[Data records — start]
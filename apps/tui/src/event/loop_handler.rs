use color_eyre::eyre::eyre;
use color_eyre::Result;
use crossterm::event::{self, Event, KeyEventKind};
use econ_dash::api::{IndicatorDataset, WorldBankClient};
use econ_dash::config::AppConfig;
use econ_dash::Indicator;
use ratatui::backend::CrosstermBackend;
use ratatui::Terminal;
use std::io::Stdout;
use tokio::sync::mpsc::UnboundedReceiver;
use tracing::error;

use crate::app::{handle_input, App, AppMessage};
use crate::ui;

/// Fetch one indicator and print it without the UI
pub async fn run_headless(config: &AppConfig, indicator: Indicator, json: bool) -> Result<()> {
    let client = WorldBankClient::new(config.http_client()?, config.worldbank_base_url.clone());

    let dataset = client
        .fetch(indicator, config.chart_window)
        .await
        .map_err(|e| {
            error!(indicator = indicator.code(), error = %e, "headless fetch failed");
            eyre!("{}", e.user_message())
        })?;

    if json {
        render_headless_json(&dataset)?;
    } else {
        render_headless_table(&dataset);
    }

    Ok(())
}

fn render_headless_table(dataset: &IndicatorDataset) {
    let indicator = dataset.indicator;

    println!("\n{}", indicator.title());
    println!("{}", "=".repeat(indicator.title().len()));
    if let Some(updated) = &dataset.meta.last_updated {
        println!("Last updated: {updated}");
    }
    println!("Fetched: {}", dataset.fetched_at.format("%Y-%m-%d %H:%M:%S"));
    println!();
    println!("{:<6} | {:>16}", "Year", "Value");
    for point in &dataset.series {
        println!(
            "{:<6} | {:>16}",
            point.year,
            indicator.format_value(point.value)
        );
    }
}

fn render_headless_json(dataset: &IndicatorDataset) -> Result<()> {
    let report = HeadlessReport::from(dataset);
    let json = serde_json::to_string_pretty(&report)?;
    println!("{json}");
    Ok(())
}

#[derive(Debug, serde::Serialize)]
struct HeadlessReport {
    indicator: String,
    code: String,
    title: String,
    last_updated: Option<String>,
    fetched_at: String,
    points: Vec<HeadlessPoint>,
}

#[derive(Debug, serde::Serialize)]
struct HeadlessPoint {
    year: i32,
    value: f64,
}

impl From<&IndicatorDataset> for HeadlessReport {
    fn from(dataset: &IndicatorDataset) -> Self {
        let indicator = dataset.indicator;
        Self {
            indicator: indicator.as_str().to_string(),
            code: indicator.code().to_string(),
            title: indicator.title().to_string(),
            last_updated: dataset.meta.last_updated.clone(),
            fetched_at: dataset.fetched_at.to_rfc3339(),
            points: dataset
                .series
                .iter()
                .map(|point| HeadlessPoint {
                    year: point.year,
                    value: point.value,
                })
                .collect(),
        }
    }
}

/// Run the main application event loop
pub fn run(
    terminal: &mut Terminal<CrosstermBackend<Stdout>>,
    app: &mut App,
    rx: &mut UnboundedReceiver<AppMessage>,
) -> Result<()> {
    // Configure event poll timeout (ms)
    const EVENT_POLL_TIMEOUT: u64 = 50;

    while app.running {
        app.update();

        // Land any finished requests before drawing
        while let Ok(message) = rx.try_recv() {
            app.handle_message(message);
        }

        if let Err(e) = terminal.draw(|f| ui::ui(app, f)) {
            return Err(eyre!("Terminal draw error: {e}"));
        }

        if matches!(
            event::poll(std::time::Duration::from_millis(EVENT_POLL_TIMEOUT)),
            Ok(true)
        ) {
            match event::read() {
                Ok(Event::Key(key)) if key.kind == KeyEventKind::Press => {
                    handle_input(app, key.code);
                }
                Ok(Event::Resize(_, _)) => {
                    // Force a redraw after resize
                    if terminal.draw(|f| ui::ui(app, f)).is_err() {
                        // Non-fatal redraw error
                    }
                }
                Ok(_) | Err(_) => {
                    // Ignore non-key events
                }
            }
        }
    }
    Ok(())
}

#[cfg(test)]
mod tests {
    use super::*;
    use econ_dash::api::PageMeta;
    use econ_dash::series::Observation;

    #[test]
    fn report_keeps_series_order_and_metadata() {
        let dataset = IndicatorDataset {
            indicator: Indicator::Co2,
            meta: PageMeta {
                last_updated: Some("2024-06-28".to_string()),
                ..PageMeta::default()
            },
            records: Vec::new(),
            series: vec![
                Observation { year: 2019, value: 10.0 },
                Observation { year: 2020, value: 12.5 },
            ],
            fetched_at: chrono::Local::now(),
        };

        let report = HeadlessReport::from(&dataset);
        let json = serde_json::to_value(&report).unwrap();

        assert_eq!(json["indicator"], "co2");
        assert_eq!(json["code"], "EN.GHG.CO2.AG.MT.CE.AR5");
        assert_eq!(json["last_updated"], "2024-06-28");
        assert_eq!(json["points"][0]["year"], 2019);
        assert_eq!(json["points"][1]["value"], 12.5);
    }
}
[Data records — finish]
= What to produce =
All of the data above must be set down again exactly.

= Response to this task =
filename apps/tui/src/event/loop_handler.rs
use color_eyre::eyre::eyre;
use color_eyre::Result;
use crossterm::event::{self, Event, KeyEventKind};
use econ_dash::api::{IndicatorDataset, WorldBankClient};
use econ_dash::config::AppConfig;
use econ_dash::Indicator;
use ratatui::backend::CrosstermBackend;
use ratatui::Terminal;
use std::io::Stdout;
use tokio::sync::mpsc::UnboundedReceiver;
use tracing::error;

use crate::app::{handle_input, App, AppMessage};
use crate::ui;

/// Fetch one indicator and print it without the UI
pub async fn run_headless(config: &AppConfig, indicator: Indicator, json: bool) -> Result<()> {
    let client = WorldBankClient::new(config.http_client()?, config.worldbank_base_url.clone());

    let dataset = client
        .fetch(indicator, config.chart_window)
        .await
        .map_err(|e| {
            error!(indicator = indicator.code(), error = %e, "headless fetch failed");
            eyre!("{}", e.user_message())
        })?;

    if json {
        render_headless_json(&dataset)?;
    } else {
        render_headless_table(&dataset);
    }

    Ok(())
}

fn render_headless_table(dataset: &IndicatorDataset) {
    let indicator = dataset.indicator;

    println!("\n{}", indicator.title());
    println!("{}", "=".repeat(indicator.title().len()));
    if let Some(updated) = &dataset.meta.last_updated {
        println!("Last updated: {updated}");
    }
    println!("Fetched: {}", dataset.fetched_at.format("%Y-%m-%d %H:%M:%S"));
    println!();
    println!("{:<6} | {:>16}", "Year", "Value");
    for point in &dataset.series {
        println!(
            "{:<6} | {:>16}",
            point.year,
            indicator.format_value(point.value)
        );
    }
}

fn render_headless_json(dataset: &IndicatorDataset) -> Result<()> {
    let report = HeadlessReport::from(dataset);
    let json = serde_json::to_string_pretty(&report)?;
    println!("{json}");
    Ok(())
}

#[derive(Debug, serde::Serialize)]
struct HeadlessReport {
    indicator: String,
    code: String,
    title: String,
    last_updated: Option<String>,
    fetched_at: String,
    points: Vec<HeadlessPoint>,
}

#[derive(Debug, serde::Serialize)]
struct HeadlessPoint {
    year: i32,
    value: f64,
}

impl From<&IndicatorDataset> for HeadlessReport {
    fn from(dataset: &IndicatorDataset) -> Self {
        let indicator = dataset.indicator;
        Self {
            indicator: indicator.as_str().to_string(),
            code: indicator.code().to_string(),
            title: indicator.title().to_string(),
            last_updated: dataset.meta.last_updated.clone(),
            fetched_at: dataset.fetched_at.to_rfc3339(),
            points: dataset
                .series
                .iter()
                .map(|point| HeadlessPoint {
                    year: point.year,
                    value: point.value,
                })
                .collect(),
        }
    }
}

/// Run the main application event loop
pub fn run(
    terminal: &mut Terminal<CrosstermBackend<Stdout>>,
    app: &mut App,
    rx: &mut UnboundedReceiver<AppMessage>,
) -> Result<()> {
    // Configure event poll timeout (ms)
    const EVENT_POLL_TIMEOUT: u64 = 50;

    while app.running {
        app.update();

        // Land any finished requests before drawing
        while let Ok(message) = rx.try_recv() {
            app.handle_message(message);
        }

        if let Err(e) = terminal.draw(|f| ui::ui(app, f)) {
            return Err(eyre!("Terminal draw error: {e}"));
        }

        if matches!(
            event::poll(std::time::Duration::from_millis(EVENT_POLL_TIMEOUT)),
            Ok(true)
        ) {
            match event::read() {
                Ok(Event::Key(key)) if key.kind == KeyEventKind::Press => {
                    handle_input(app, key.code);
                }
                Ok(Event::Resize(_, _)) => {
                    // Force a redraw after resize
                    if terminal.draw(|f| ui::ui(app, f)).is_err() {
                        // Non-fatal redraw error
                    }
                }
                Ok(_) | Err(_) => {
                    // Ignore non-key events
                }
            }
        }
    }
    Ok(())
}

#[cfg(test)]
mod tests {
    use super::*;
    use econ_dash::api::PageMeta;
    use econ_dash::series::Observation;

    #[test]
    fn report_keeps_series_order_and_metadata() {
        let dataset = IndicatorDataset {
            indicator: Indicator::Co2,
            meta: PageMeta {
                last_updated: Some("2024-06-28".to_string()),
                ..PageMeta::default()
            },
            records: Vec::new(),
            series: vec![
                Observation { year: 2019, value: 10.0 },
                Observation { year: 2020, value: 12.5 },
            ],
            fetched_at: chrono::Local::now(),
        };

        let report = HeadlessReport::from(&dataset);
        let json = serde_json::to_value(&report).unwrap();

        assert_eq!(json["indicator"], "co2");
        assert_eq!(json["code"], "EN.GHG.CO2.AG.MT.CE.AR5");
        assert_eq!(json["last_updated"], "2024-06-28");
        assert_eq!(json["points"][0]["year"], 2019);
        assert_eq!(json["points"][1]["value"], 12.5);
    }
}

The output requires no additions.